Luxusartikelanbieter dürfen Verkauf über Amazon verbieten

Auch kleine Händler erreichen über große Plattformen wie Amazon sehr viele Verbraucher. Autorisierte Händler wie wir dürfen Markenprodukte dann auf nach außen erkennbaren Drittplattformen verkaufen, wenn wir dabei die Bedingungen erfüllen, die für die Wahrung des Luxusimages überhaupt erforderlich und angemessen sind. Darf ihnen dieser Vertriebsweg versperrt werden?

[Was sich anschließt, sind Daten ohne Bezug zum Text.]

//! Command line and configuration handling

pub mod args;
pub mod config;
//! Deploy Handler
//!
//! Runs one deployment: connect, authenticate, resolve the endpoint, look
//! up the stack, then create or update it. Any failure stops the run.

use std::time::{Duration, Instant};
use tracing::{debug, info, warn};

use portainer_api::{Endpoint, Error, Result, Stack, StackApi};

use crate::cli::config::Settings;
use crate::plugin::plan::{plan, Plan, StackLookup};
use crate::plugin::progress::Progress;
use crate::plugin::source::StackSource;
use crate::plugin::state::{DeployPhase, DeployStateMachine};

#[derive(Debug, Clone, Copy, PartialEq, Eq)]
pub enum Action {
    Created,
    Updated,
}

/// Result of a successful run
#[derive(Debug, Clone)]
pub struct Outcome {
    pub action: Action,
    pub stack: String,
    /// Time spent in the create/update call
    pub elapsed: Duration,
}

pub struct Deployer<'a, A: StackApi> {
    api: &'a mut A,
    settings: &'a Settings,
    state: DeployStateMachine,
    progress: Progress,
}

impl<'a, A: StackApi> Deployer<'a, A> {
    pub fn new(api: &'a mut A, settings: &'a Settings) -> Self {
        Self {
            api,
            settings,
            state: DeployStateMachine::new(),
            progress: Progress::stdout(),
        }
    }

    /// Send progress lines somewhere other than stdout
    pub fn with_progress(mut self, progress: Progress) -> Self {
        self.progress = progress;
        self
    }

    pub fn state(&self) -> &DeployStateMachine {
        &self.state
    }

    pub async fn run(&mut self) -> Result<Outcome> {
        match self.execute().await {
            Ok(outcome) => {
                self.state.transition_to(DeployPhase::Done, None);
                Ok(outcome)
            }
            Err(e) => {
                warn!(phase = %self.state.current_phase(), error = %e, "Deployment failed");
                self.state.fail(e.to_string());
                Err(e)
            }
        }
    }

    async fn execute(&mut self) -> Result<Outcome> {
        let settings = self.settings;

        self.progress
            .step("Connecting to portainer server", self.api.connect())
            .await?;
        self.state.transition_to(DeployPhase::Connected, None);

        self.progress
            .step(
                "Authentication",
                self.api.authenticate(&settings.portainer.username, &settings.portainer.password),
            )
            .await?;
        self.state.transition_to(DeployPhase::Authenticated, None);

        let endpoint = self
            .progress
            .step(
                format!("Selecting endpoint \"{}\"", settings.portainer.endpoint),
                self.api.find_endpoint_by_name(&settings.portainer.endpoint),
            )
            .await?;
        self.state.transition_to(
            DeployPhase::EndpointResolved,
            Some(format!("endpoint {}", endpoint.id)),
        );

        let lookup = self.lookup_stack(&settings.stack.name).await?;
        self.state.transition_to(DeployPhase::StackChecked, None);

        let decision = plan(lookup, &settings.stack.name, &endpoint, &settings.policy)?;
        debug!(plan = ?decision, "Deployment planned");

        let start = Instant::now();
        let action = match decision {
            Plan::Update(stack) => {
                self.update(&stack).await?;
                self.state.transition_to(DeployPhase::Updated, None);
                Action::Updated
            }
            Plan::Create => {
                self.create(&endpoint).await?;
                self.state.transition_to(DeployPhase::Deployed, None);
                Action::Created
            }
        };
        let elapsed = start.elapsed();

        let verb = match action {
            Action::Created => "Deploy",
            Action::Updated => "Update",
        };
        self.progress.line(format!(
            "{} stack \"{}\" finished in {:.2?}",
            verb, settings.stack.name, elapsed
        ));

        info!(
            stack = %settings.stack.name,
            action = ?action,
            elapsed_ms = elapsed.as_millis() as u64,
            "Stack deployed"
        );

        Ok(Outcome {
            action,
            stack: settings.stack.name.clone(),
            elapsed,
        })
    }

    /// Look up the stack. Only configuration errors stop the run here, fetch
    /// failures are left to the lookup policy.
    async fn lookup_stack(&mut self, name: &str) -> Result<StackLookup> {
        self.progress.begin(format!("Search stack \"{}\"", name));

        match self.api.find_stack_by_name(name).await {
            Ok(Some(stack)) => {
                self.progress.ok();
                debug!(stack_id = stack.id, endpoint_id = stack.endpoint_id, "Stack found");
                Ok(StackLookup::Found(stack))
            }
            Ok(None) => {
                self.progress.ok_with("not found");
                Ok(StackLookup::NotFound)
            }
            Err(e) if e.is_configuration() => {
                self.progress.fail();
                Err(e)
            }
            Err(e) => {
                self.progress.fail();
                Ok(StackLookup::LookupFailed(e))
            }
        }
    }

    async fn create(&mut self, endpoint: &Endpoint) -> Result<()> {
        let settings = self.settings;
        let stack = &settings.stack;
        let source = stack.source();

        let result = match &source {
            Some(StackSource::Inline(content)) => {
                self.progress.begin(format!("Deploying stack \"{}\"", stack.name));
                self.api
                    .deploy_from_string(endpoint, &stack.name, content, &stack.environment)
                    .await
            }
            Some(StackSource::File(path)) => {
                self.progress.begin(format!(
                    "Deploying stack \"{}\" from {}",
                    stack.name,
                    path.display()
                ));
                self.api
                    .deploy_from_file(endpoint, &stack.name, path, &stack.environment)
                    .await
            }
            None => {
                self.progress.begin(format!("Deploying stack \"{}\"", stack.name));
                Err(source_not_defined())
            }
        };

        self.finish_step(result)
    }

    async fn update(&mut self, existing: &Stack) -> Result<()> {
        let settings = self.settings;
        let stack = &settings.stack;
        self.progress.begin(format!("Updating stack \"{}\"", existing.name));

        let result = match stack.source() {
            Some(StackSource::Inline(content)) => {
                self.api
                    .update_from_string(existing, &content, stack.prune, &stack.environment)
                    .await
            }
            Some(StackSource::File(path)) => {
                self.api
                    .update_from_file(existing, &path, stack.prune, &stack.environment)
                    .await
            }
            None => Err(source_not_defined()),
        };

        self.finish_step(result)
    }

    fn finish_step(&mut self, result: Result<()>) -> Result<()> {
        match result {
            Ok(()) => {
                self.progress.ok();
                Ok(())
            }
            Err(e) => {
                self.progress.fail();
                Err(e)
            }
        }
    }
}

fn source_not_defined() -> Error {
    Error::Configuration("stack source not defined".to_string())
}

Der europäische Gerichtshof hat laut AFP am 6.12.2017 dem Schlussantrag des Generalanwalts entsprochen. Ein selektives Vertriebssystem für Luxuswaren verstoße laut EuGH nicht gegen das unionsrechtliche Kartellverbot, sofern folgende Bedingungen erfüllt sind: Die Auswahl der Wiederverkäufer muss anhand objektiver Gesichtspunkte qualitativer Art erfolgen, die einheitlich für alle in Betracht kommenden Wiederverkäufer festgelegt und ohne Diskriminierung angewendet werden, und die festgelegten Kriterien dürfen nicht über das erforderliche Maß hinausgehen. Experten erwarten nun spürbare Folgen für den Onlinehandel. Die Einschränkung des Online-Verkaufs von Luxus-Markenartikeln ist durch das Urteil des EuGH als legitim bestätigt worden.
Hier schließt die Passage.